Its platform is a decentralized exchange (DEX) for a type of derivative called perpetual futures, which you can think of as a type of contract that lets people speculate on asset prices without the pesky expiration date constraints of options contracts.Today, Hyperliquid is home to about 70% of the decentralized perpetuals market, and in 2025, it collected about $844 million in trading fees as a result of trading activity on its network. About 97% of those fees flow into an automated system which buys HYPE on the open market and permanently destroys the purchased tokens.
Those mechanics create a virtuous cycle: More trading on the platform generates more fees, removing more tokens from circulation, thereby tightening its supply and biasing prices to the upside over time. The structure thus rewards holders proportionally to the protocol's actual usage. One key difference between Hyperliquid and other chains that also incur transaction fees is that the quantities of tokens removed from circulation on Hyperliquid tend to be several orders of magnitude greater, which makes the mounting scarcity of HYPE into an actual driver of price instead of just a theoretical element that's difficult to detect as a holder.
In contrast, XRP is a very different asset because it targets a different user base.
The XRP Ledger (XRPL) charges roughly $0.0002 per transaction, and it burns those fees rather than distributing them. That design is favorable for users of the network, specifically financial institutions that want to use it to manage their assets or easily move their tokenized value around, but it does almost nothing to transfer value to holders of XRP. In the first quarter of 2026, the XRPL burned about 12.4 million XRP or just 0.02% of the circulating supply.
Even as its on-chain activity has surged, XRP's price is down by 62% from its 2025 all-time high, as the relationship between activity and returns is extremely weak, especially in comparison to Hyperliquid. In other words, at present, it's a possible outcome for the XRPL to thrive as a piece of valuable financial infrastructure, while XRP itself captures only a thin skim and underperforms other assets. And that means it might not even matter how high your risk tolerance is if you buy it, as no amount of patience or calmness is going to fix that fundamental issue.

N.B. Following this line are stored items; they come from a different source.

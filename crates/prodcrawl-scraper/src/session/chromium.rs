//! [`BrowserSession`] backed by a headless Chromium driven over CDP.

use std::sync::Arc;
use std::time::Duration;

use async_trait::async_trait;
use chromiumoxide::browser::{Browser, BrowserConfig};
use chromiumoxide::Page;
use futures::StreamExt;
use prodcrawl_core::BrowserSettings;
use tokio::task::JoinHandle;

use super::{BrowserSession, SessionFactory, SessionState};
use crate::error::CrawlError;

/// Clicks the "Continue shopping" interstitial button when its text is
/// visible. `innerText` only contains rendered text, so hidden copies of the
/// phrase do not count.
const DISMISS_INTERSTITIAL_JS: &str = r#"(() => {
    const body = document.body;
    if (!body || !body.innerText.includes('Continue shopping')) return false;
    const button = document.querySelector('button[alt="Continue shopping"]');
    if (!button || button.getClientRects().length === 0) return false;
    button.click();
    return true;
})()"#;

const BLANK_PAGE: &str = "about:blank";

/// Launches one Chromium process per session.
#[derive(Debug, Clone)]
pub struct ChromiumLauncher {
    settings: Arc<BrowserSettings>,
}

impl ChromiumLauncher {
    #[must_use]
    pub fn new(settings: BrowserSettings) -> Self {
        Self {
            settings: Arc::new(settings),
        }
    }

    fn browser_config(&self) -> Result<BrowserConfig, CrawlError> {
        let settings = &self.settings;
        let mut builder = BrowserConfig::builder()
            .request_timeout(Duration::from_secs(settings.timeout_secs))
            .arg("--no-sandbox")
            .arg("--disable-setuid-sandbox")
            .arg("--disable-dev-shm-usage")
            .arg("--disable-gpu")
            .arg(format!("--user-agent={}", settings.user_agent));
        if settings.stealth {
            builder = builder.arg("--disable-blink-features=AutomationControlled");
        }
        if !settings.headless {
            builder = builder.with_head();
        }
        if let Some(path) = &settings.executable {
            builder = builder.chrome_executable(path);
        }
        builder
            .build()
            .map_err(|e| CrawlError::SessionStart(format!("invalid browser config: {e}")))
    }
}

#[async_trait]
impl SessionFactory for ChromiumLauncher {
    type Session = ChromiumSession;

    async fn create(&self) -> Result<ChromiumSession, CrawlError> {
        let config = self.browser_config()?;
        let timeout = Duration::from_secs(self.settings.timeout_secs);

        let (mut browser, mut handler) = tokio::time::timeout(timeout, Browser::launch(config))
            .await
            .map_err(|_| {
                CrawlError::SessionStart(format!(
                    "browser launch timed out after {}s",
                    self.settings.timeout_secs
                ))
            })?
            .map_err(|e| CrawlError::SessionStart(format!("browser launch failed: {e}")))?;

        let handler = tokio::spawn(async move { while handler.next().await.is_some() {} });

        let page = match browser.new_page(BLANK_PAGE).await {
            Ok(page) => page,
            Err(e) => {
                if let Err(close_err) = browser.close().await {
                    tracing::warn!(error = %close_err, "browser close after failed page open");
                }
                handler.abort();
                return Err(CrawlError::SessionStart(format!("failed to open page: {e}")));
            }
        };

        if self.settings.stealth {
            if let Err(e) = page.enable_stealth_mode().await {
                tracing::warn!(error = %e, "stealth patches not applied");
            }
        }

        tracing::info!(
            headless = self.settings.headless,
            stealth = self.settings.stealth,
            "browser session launched"
        );

        Ok(ChromiumSession {
            browser,
            page,
            handler,
            settings: Arc::clone(&self.settings),
            state: SessionState::Created,
            current_url: None,
        })
    }
}

/// A Chromium process plus the single page all navigations go through.
pub struct ChromiumSession {
    browser: Browser,
    page: Page,
    handler: JoinHandle<()>,
    settings: Arc<BrowserSettings>,
    state: SessionState,
    current_url: Option<String>,
}

impl std::fmt::Debug for ChromiumSession {
    fn fmt(&self, f: &mut std::fmt::Formatter<'_>) -> std::fmt::Result {
        f.debug_struct("ChromiumSession")
            .field("state", &self.state)
            .field("current_url", &self.current_url)
            .finish_non_exhaustive()
    }
}

impl ChromiumSession {
    fn timeout(&self) -> Duration {
        Duration::from_secs(self.settings.timeout_secs)
    }

    fn current_url(&self) -> &str {
        self.current_url.as_deref().unwrap_or(BLANK_PAGE)
    }
}

#[async_trait]
impl BrowserSession for ChromiumSession {
    async fn navigate(&mut self, url: &str) -> Result<(), CrawlError> {
        if self.state == SessionState::Terminated {
            return Err(CrawlError::navigation(url, "session already terminated"));
        }
        self.state = SessionState::Navigating;
        tracing::debug!(url, "navigating");

        let outcome = tokio::time::timeout(self.timeout(), self.page.goto(url)).await;
        self.state = SessionState::Ready;
        match outcome {
            Err(_) => {
                return Err(CrawlError::navigation(
                    url,
                    format!("timed out after {}s", self.settings.timeout_secs),
                ))
            }
            Ok(Err(e)) => return Err(CrawlError::navigation(url, e)),
            Ok(Ok(_)) => {}
        }

        self.current_url = Some(url.to_owned());
        tokio::time::sleep(Duration::from_millis(self.settings.settle_ms)).await;
        Ok(())
    }

    async fn dismiss_interstitial(&mut self) -> bool {
        let probe =
            tokio::time::timeout(self.timeout(), self.page.evaluate(DISMISS_INTERSTITIAL_JS))
                .await;
        let clicked = match probe {
            Ok(Ok(result)) => result.into_value::<bool>().unwrap_or(false),
            Ok(Err(e)) => {
                tracing::debug!(url = self.current_url(), error = %e, "interstitial probe failed");
                false
            }
            Err(_) => false,
        };
        if clicked {
            tracing::info!(url = self.current_url(), "dismissed interstitial");
            tokio::time::sleep(Duration::from_millis(self.settings.interstitial_settle_ms)).await;
        }
        clicked
    }

    async fn read_markup(&mut self) -> Result<String, CrawlError> {
        if self.state == SessionState::Terminated {
            return Err(CrawlError::navigation(
                self.current_url(),
                "session already terminated",
            ));
        }
        match tokio::time::timeout(self.timeout(), self.page.content()).await {
            Ok(Ok(markup)) => Ok(markup),
            Ok(Err(e)) => Err(CrawlError::navigation(
                self.current_url(),
                format!("failed to read page content: {e}"),
            )),
            Err(_) => Err(CrawlError::navigation(
                self.current_url(),
                "timed out reading page content",
            )),
        }
    }

    async fn terminate(&mut self) {
        if self.state == SessionState::Terminated {
            return;
        }
        self.state = SessionState::Terminated;

        if let Err(e) = self.browser.close().await {
            tracing::warn!(error = %e, "browser close error");
        }
        if let Err(e) = self.browser.wait().await {
            tracing::debug!(error = %e, "browser process wait error");
        }
        self.handler.abort();
        tracing::info!("browser session terminated");
    }

    fn state(&self) -> SessionState {
        self.state
    }
}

Hyperliquid is a better cryptocurrency to buy at the moment, as it isn't lacking proof that its strategy of onboarding new traders reliably results in success for holders. Nonetheless, Hyperliquid's warts need airing.
Only about 25% of the token supply is circulating, and roughly 9.9 million new HYPE coins held by insiders unlock each month through 2027. In theory, if the current level of trading activity on its platform continues, with $183.4 billion in perpetual futures trading volume during the 30-day period ended May 6, it should be able to continue burning HYPE faster than the new supply is unlocked. If the level of activity drops, however, holders will see their value diluted.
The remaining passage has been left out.